[[ The data, beginning ]]

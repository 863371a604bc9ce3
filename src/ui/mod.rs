//! egui rendering.  Everything here reads [`crate::state::AppState`] and
//! calls back into it when a control changes; no computation happens here.

pub mod charts;
pub mod format;
pub mod panels;
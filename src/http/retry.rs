//! Retry policies for the view fetches.
//!
//! Every endpoint is sent once by default: a failed request is reported and the
//! user decides whether to try again. Only the read-only view fetches can opt
//! into retries, through the client builder. Login and activation never retry.

use std::time::Duration;

use crate::error::HttpError;

/// Retry policy for a view fetch.
#[derive(Debug, Clone, Default)]
pub enum RetryPolicy {
    /// Send once.
    #[default]
    None,
    /// [`RetryConfig::default`]: transport failures, 429 and 502/503/504.
    Idempotent,
    /// User-provided retry logic.
    Custom(RetryConfig),
}

impl RetryPolicy {
    pub fn is_none(&self) -> bool {
        matches!(self, RetryPolicy::None)
    }

    /// The backoff settings to use, or `None` for a single attempt.
    pub fn config(&self) -> Option<RetryConfig> {
        match self {
            RetryPolicy::None => None,
            RetryPolicy::Idempotent => Some(RetryConfig::default()),
            RetryPolicy::Custom(config) => Some(config.clone()),
        }
    }
}

/// Backoff settings for a retried fetch.
#[derive(Debug, Clone)]
pub struct RetryConfig {
    /// Attempts after the first one.
    pub max_retries: u32,
    pub initial_delay: Duration,
    pub max_delay: Duration,
    /// Multiplier applied to the delay after each retry.
    pub backoff_factor: f64,
    /// Spread each delay by up to ±25%.
    pub jitter: bool,
    /// Response statuses worth another attempt (429 included).
    pub retryable_statuses: Vec<u16>,
}

impl Default for RetryConfig {
    fn default() -> Self {
        Self {
            max_retries: 3,
            initial_delay: Duration::from_millis(200),
            max_delay: Duration::from_secs(10),
            backoff_factor: 2.0,
            jitter: true,
            retryable_statuses: vec![429, 502, 503, 504],
        }
    }
}

impl RetryConfig {
    /// Whether a failed fetch should be sent again.
    ///
    /// Rejections never reach here: a view has no success flag, and any
    /// status outside the list (401, 404, 500, ...) is final.
    pub fn should_retry(&self, error: &HttpError) -> bool {
        match error {
            HttpError::ServerError { status, .. } => self.retryable_statuses.contains(status),
            HttpError::RateLimited => self.retryable_statuses.contains(&429),
            HttpError::Timeout => true,
            HttpError::Reqwest(e) => {
                #[cfg(not(target_arch = "wasm32"))]
                let retryable = e.is_connect() || e.is_timeout();
                #[cfg(target_arch = "wasm32")]
                let retryable = e.is_timeout() || e.is_request();
                retryable
            }
            HttpError::Unauthorized | HttpError::NotFound(_) | HttpError::BadRequest(_) => false,
        }
    }

    /// Delay before retry number `attempt + 1`.
    pub fn delay_for_attempt(&self, attempt: u32) -> Duration {
        let base = self.initial_delay.as_millis() as f64 * self.backoff_factor.powi(attempt as i32);
        let capped = base.min(self.max_delay.as_millis() as f64);

        let ms = if self.jitter {
            let spread = capped * 0.25;
            (capped + (rand::random::<f64>() - 0.5) * 2.0 * spread).max(0.0)
        } else {
            capped
        };

        Duration::from_millis(ms as u64)
    }
}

[[ The data, end ]]

• Task item:
Set down verbatim only the lines between the start of the data above and the line with "reported and the", both boundaries included.

• Answer:
repository 863371a604bc9ce3
filename src/ui/mod.rs
//! egui rendering.  Everything here reads [`crate::state::AppState`] and
//! calls back into it when a control changes; no computation happens here.

pub mod charts;
pub mod format;
pub mod panels;
filename src/http/retry.rs
//! Retry policies for the view fetches.
//!
//! Every endpoint is sent once by default: a failed request is reported and the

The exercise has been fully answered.